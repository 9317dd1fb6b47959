// SPDX-License-Identifier: MPL-2.0

//! The per-address-space VA range allocator.
//!
//! Bound VMAs own non-overlapping nodes carved out of the space's
//! total range. Allocation is best-fit over a hole list, honoring
//! fixed-offset requests, zone restrictions (the 32-bit zone, the
//! mappable aperture) and alignment padding for huge-page
//! opportunities.

use align_ext::AlignExt;

use crate::{mm::Vaddr, prelude::*};

/// An allocated VA node.
#[derive(Debug, Clone, Copy, PartialEq, Eq)]
pub struct VaNode {
    pub start: Vaddr,
    pub size: usize,
}

impl VaNode {
    pub fn range(&self) -> Range<Vaddr> {
        self.start..self.start + self.size
    }
}

/// Best-fit allocator over one VA range.
#[derive(Debug)]
pub struct RangeAllocator {
    total: Range<Vaddr>,
    /// Free holes, keyed by start.
    holes: BTreeMap<Vaddr, usize>,
    /// Allocated nodes, keyed by start.
    nodes: BTreeMap<Vaddr, usize>,
}

impl RangeAllocator {
    pub fn new(total: Range<Vaddr>) -> Self {
        let mut holes = BTreeMap::new();
        if !total.is_empty() {
            holes.insert(total.start, total.len());
        }
        Self {
            total,
            holes,
            nodes: BTreeMap::new(),
        }
    }

    pub fn total(&self) -> Range<Vaddr> {
        self.total.clone()
    }

    /// Allocates `size` bytes at an alignment, restricted to `zone`.
    ///
    /// Picks the smallest hole that fits (best-fit keeps large holes
    /// intact for large objects).
    pub fn insert(&mut self, size: usize, align: usize, zone: Range<Vaddr>) -> Result<VaNode> {
        debug_assert!(align.is_power_of_two());
        if size == 0 || size % crate::mm::PAGE_SIZE != 0 {
            return_errno_with_message!(Errno::EINVAL, "bad allocation size");
        }

        let mut best: Option<(usize, Vaddr)> = None;
        for (&start, &len) in self.holes.iter() {
            let lo = start.max(zone.start).align_up(align);
            let hole_end = start + len;
            let hi = hole_end.min(zone.end);
            if lo >= hi || hi - lo < size {
                continue;
            }
            match best {
                Some((best_len, _)) if best_len <= len => (),
                _ => best = Some((len, lo)),
            }
        }
        let Some((_, at)) = best else {
            return_errno!(Errno::ENOSPC);
        };
        self.take(at, size);
        Ok(VaNode { start: at, size })
    }

    /// Allocates exactly `[start, start + size)`.
    pub fn insert_fixed(&mut self, start: Vaddr, size: usize) -> Result<VaNode> {
        if start % crate::mm::PAGE_SIZE != 0 || size == 0 || size % crate::mm::PAGE_SIZE != 0 {
            return_errno_with_message!(Errno::EINVAL, "bad fixed range");
        }
        if start < self.total.start || start + size > self.total.end {
            return_errno_with_message!(Errno::EINVAL, "fixed range outside the address space");
        }
        let covering = self
            .holes
            .range(..=start)
            .next_back()
            .map(|(&s, &l)| (s, l));
        match covering {
            Some((s, l)) if s <= start && start + size <= s + l => {
                self.take(start, size);
                Ok(VaNode { start, size })
            }
            _ => return_errno_with_message!(Errno::ENOSPC, "fixed range is occupied"),
        }
    }

    /// Releases a node, merging the hole with its neighbors.
    pub fn remove(&mut self, node: VaNode) {
        let removed = self.nodes.remove(&node.start);
        debug_assert_eq!(removed, Some(node.size));

        let mut start = node.start;
        let mut len = node.size;
        if let Some((&prev_start, &prev_len)) = self.holes.range(..start).next_back() {
            if prev_start + prev_len == start {
                self.holes.remove(&prev_start);
                start = prev_start;
                len += prev_len;
            }
        }
        if let Some(&next_len) = self.holes.get(&(start + len)) {
            self.holes.remove(&(start + len));
            len += next_len;
        }
        self.holes.insert(start, len);
    }

    /// Largest free contiguous extent, the eviction heuristic input.
    pub fn largest_hole(&self) -> usize {
        self.holes.values().copied().max().unwrap_or(0)
    }

    pub fn nr_allocated(&self) -> usize {
        self.nodes.len()
    }

    /// Whether `range` overlaps any allocated node.
    pub fn is_free(&self, range: &Range<Vaddr>) -> bool {
        for (&s, &l) in self.nodes.range(..range.end) {
            if s + l > range.start {
                return false;
            }
        }
        true
    }

    fn take(&mut self, at: Vaddr, size: usize) {
        let (&hole_start, &hole_len) = self
            .holes
            .range(..=at)
            .next_back()
            .expect("taking from a nonexistent hole");
        debug_assert!(hole_start <= at && at + size <= hole_start + hole_len);
        self.holes.remove(&hole_start);
        if at > hole_start {
            self.holes.insert(hole_start, at - hole_start);
        }
        let tail = (hole_start + hole_len) - (at + size);
        if tail > 0 {
            self.holes.insert(at + size, tail);
        }
        self.nodes.insert(at, size);
    }
}

#[cfg(test)]
mod test {
    use rand::{rngs::SmallRng, Rng, SeedableRng};

    use super::*;
    use crate::mm::{PAGE_SIZE, SZ_2M};

    const TOTAL: Range<Vaddr> = 0..(1 << 30);

    fn zone_all() -> Range<Vaddr> {
        TOTAL
    }

    #[test]
    fn best_fit_prefers_the_smallest_hole() {
        let mut mm = RangeAllocator::new(TOTAL);
        // Carve [small hole][node][rest]: free a small node to create
        // a snug hole, then check a fitting request lands in it.
        let a = mm.insert_fixed(0, 4 * PAGE_SIZE).unwrap();
        let _b = mm.insert_fixed(4 * PAGE_SIZE, 4 * PAGE_SIZE).unwrap();
        mm.remove(a);

        let c = mm.insert(4 * PAGE_SIZE, PAGE_SIZE, zone_all()).unwrap();
        assert_eq!(c.start, 0);
    }

    #[test]
    fn fixed_conflicts_are_enospc() {
        let mut mm = RangeAllocator::new(TOTAL);
        let _a = mm.insert_fixed(SZ_2M, SZ_2M).unwrap();
        assert_eq!(
            mm.insert_fixed(SZ_2M, PAGE_SIZE).unwrap_err().error(),
            Errno::ENOSPC
        );
        assert_eq!(
            mm.insert_fixed(SZ_2M + PAGE_SIZE, PAGE_SIZE).unwrap_err().error(),
            Errno::ENOSPC
        );
        // Outside the managed range entirely.
        assert_eq!(
            mm.insert_fixed(TOTAL.end, PAGE_SIZE).unwrap_err().error(),
            Errno::EINVAL
        );
    }

    #[test]
    fn zone_restriction_is_honored() {
        let mut mm = RangeAllocator::new(TOTAL);
        let zone = 0..(16 * PAGE_SIZE);
        let mut got = Vec::new();
        for _ in 0..16 {
            got.push(mm.insert(PAGE_SIZE, PAGE_SIZE, zone.clone()).unwrap());
        }
        for n in &got {
            assert!(n.start + n.size <= zone.end);
        }
        assert_eq!(
            mm.insert(PAGE_SIZE, PAGE_SIZE, zone).unwrap_err().error(),
            Errno::ENOSPC
        );
        // The rest of the space is still usable.
        assert!(mm.insert(PAGE_SIZE, PAGE_SIZE, zone_all()).is_ok());
    }

    #[test]
    fn alignment_padding() {
        let mut mm = RangeAllocator::new(TOTAL);
        let _pad = mm.insert_fixed(0, PAGE_SIZE).unwrap();
        let n = mm.insert(SZ_2M, SZ_2M, zone_all()).unwrap();
        assert_eq!(n.start % SZ_2M, 0);
    }

    /// Randomized disjointness: prime-sized allocations inserted and
    /// removed in random order never overlap and always merge back.
    #[test]
    fn randomized_disjointness() {
        let mut mm = RangeAllocator::new(TOTAL);
        let mut rng = SmallRng::seed_from_u64(0x9e3779b97f4a7c15);
        let primes = [3usize, 5, 7, 11, 13, 17, 19, 23];
        let mut live: Vec<VaNode> = Vec::new();

        for round in 0..2000 {
            if live.is_empty() || (rng.random_range(0..3) != 0 && live.len() < 64) {
                let size = primes[round % primes.len()] * PAGE_SIZE;
                let n = mm.insert(size, PAGE_SIZE, zone_all()).unwrap();
                // No overlap with anything live.
                for other in &live {
                    assert!(
                        n.start + n.size <= other.start || other.start + other.size <= n.start,
                        "overlap: {:?} vs {:?}",
                        n,
                        other
                    );
                }
                live.push(n);
            } else {
                let idx = rng.random_range(0..live.len());
                mm.remove(live.swap_remove(idx));
            }
        }
        for n in live.drain(..) {
            mm.remove(n);
        }
        assert_eq!(mm.nr_allocated(), 0);
        assert_eq!(mm.largest_hole(), TOTAL.len());
    }
}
------------------------------------------------------------
▶ _THE TASK_: Looking at the data above, write out exactly the lines that start at the one containing "lands in it." and end at the one containing "mm.remove(a);"; include both and nothing beyond.

▶ _PROBLEM SOLUTION_:
        // a snug hole, then check a fitting request lands in it.
        let a = mm.insert_fixed(0, 4 * PAGE_SIZE).unwrap();
        let _b = mm.insert_fixed(4 * PAGE_SIZE, 4 * PAGE_SIZE).unwrap();
        mm.remove(a);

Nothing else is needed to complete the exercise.